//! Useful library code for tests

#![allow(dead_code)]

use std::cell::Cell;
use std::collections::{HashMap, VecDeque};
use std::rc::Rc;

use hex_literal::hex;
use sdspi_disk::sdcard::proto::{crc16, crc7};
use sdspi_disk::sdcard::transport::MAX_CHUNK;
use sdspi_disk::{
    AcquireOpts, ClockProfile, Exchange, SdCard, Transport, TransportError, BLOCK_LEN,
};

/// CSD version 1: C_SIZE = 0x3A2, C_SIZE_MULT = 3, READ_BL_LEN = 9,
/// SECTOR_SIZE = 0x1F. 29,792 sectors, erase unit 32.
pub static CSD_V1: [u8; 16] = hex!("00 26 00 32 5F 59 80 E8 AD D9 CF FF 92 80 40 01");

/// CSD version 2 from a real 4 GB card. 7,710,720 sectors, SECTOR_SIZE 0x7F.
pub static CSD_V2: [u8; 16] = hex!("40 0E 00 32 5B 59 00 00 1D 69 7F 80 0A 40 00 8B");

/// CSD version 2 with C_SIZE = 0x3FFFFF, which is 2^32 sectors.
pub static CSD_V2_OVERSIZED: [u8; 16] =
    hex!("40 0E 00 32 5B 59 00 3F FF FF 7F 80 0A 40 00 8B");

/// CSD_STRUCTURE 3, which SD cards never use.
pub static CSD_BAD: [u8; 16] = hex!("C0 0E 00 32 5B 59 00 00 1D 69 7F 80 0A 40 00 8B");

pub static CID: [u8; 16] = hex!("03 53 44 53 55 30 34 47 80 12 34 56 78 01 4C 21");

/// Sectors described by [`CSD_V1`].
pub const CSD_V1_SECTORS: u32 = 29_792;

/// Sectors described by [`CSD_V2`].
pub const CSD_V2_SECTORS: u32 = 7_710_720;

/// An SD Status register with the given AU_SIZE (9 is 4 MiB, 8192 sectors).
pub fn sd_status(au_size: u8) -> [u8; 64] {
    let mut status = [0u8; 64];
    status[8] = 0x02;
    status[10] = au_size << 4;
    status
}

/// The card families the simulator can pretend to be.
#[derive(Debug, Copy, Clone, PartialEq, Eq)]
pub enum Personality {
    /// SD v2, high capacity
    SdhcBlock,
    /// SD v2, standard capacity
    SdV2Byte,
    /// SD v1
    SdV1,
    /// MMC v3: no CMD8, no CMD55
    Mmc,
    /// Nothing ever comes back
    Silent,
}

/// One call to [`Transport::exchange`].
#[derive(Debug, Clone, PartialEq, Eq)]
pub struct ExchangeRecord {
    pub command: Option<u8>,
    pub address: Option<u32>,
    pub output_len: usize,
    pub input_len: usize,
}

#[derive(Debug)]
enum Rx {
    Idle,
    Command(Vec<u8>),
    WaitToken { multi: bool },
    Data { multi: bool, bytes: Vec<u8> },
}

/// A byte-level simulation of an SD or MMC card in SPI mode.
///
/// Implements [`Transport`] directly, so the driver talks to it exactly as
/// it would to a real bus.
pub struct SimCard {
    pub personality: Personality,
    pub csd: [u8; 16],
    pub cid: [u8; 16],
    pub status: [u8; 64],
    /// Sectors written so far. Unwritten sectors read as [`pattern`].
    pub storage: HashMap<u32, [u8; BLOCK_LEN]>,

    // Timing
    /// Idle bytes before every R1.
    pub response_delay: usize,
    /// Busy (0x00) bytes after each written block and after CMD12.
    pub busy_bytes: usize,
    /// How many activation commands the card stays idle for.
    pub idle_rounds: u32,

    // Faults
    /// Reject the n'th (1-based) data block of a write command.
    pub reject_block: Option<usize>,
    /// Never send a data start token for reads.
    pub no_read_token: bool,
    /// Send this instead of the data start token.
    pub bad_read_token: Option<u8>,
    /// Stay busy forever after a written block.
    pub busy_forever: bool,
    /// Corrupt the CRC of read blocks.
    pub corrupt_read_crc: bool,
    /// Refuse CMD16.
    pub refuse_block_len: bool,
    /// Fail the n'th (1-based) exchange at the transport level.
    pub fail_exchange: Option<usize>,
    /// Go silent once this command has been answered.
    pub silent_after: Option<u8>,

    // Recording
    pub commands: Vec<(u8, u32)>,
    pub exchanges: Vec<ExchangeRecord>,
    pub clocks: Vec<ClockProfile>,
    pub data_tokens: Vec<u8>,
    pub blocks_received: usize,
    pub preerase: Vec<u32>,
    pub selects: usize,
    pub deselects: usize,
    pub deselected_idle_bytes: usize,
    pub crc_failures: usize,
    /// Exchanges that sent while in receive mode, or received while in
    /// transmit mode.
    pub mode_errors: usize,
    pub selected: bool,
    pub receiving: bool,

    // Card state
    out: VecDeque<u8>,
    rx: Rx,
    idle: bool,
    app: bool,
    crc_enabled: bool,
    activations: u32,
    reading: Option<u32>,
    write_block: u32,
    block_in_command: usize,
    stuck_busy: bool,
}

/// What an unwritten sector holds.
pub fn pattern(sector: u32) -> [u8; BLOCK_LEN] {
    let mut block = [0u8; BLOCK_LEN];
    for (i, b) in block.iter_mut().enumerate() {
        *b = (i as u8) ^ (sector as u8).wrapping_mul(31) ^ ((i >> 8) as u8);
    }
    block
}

# # # # #

TASK TO COMPLETE — Your answer should consist of all lines above that include the string "bool".

OUTPUT FOR THIS TASK —
    WaitToken { multi: bool },
    Data { multi: bool, bytes: Vec<u8> },
    pub no_read_token: bool,
    pub busy_forever: bool,
    pub corrupt_read_crc: bool,
    pub refuse_block_len: bool,
    pub selected: bool,
    pub receiving: bool,
    idle: bool,
    app: bool,
    crc_enabled: bool,
    stuck_busy: bool,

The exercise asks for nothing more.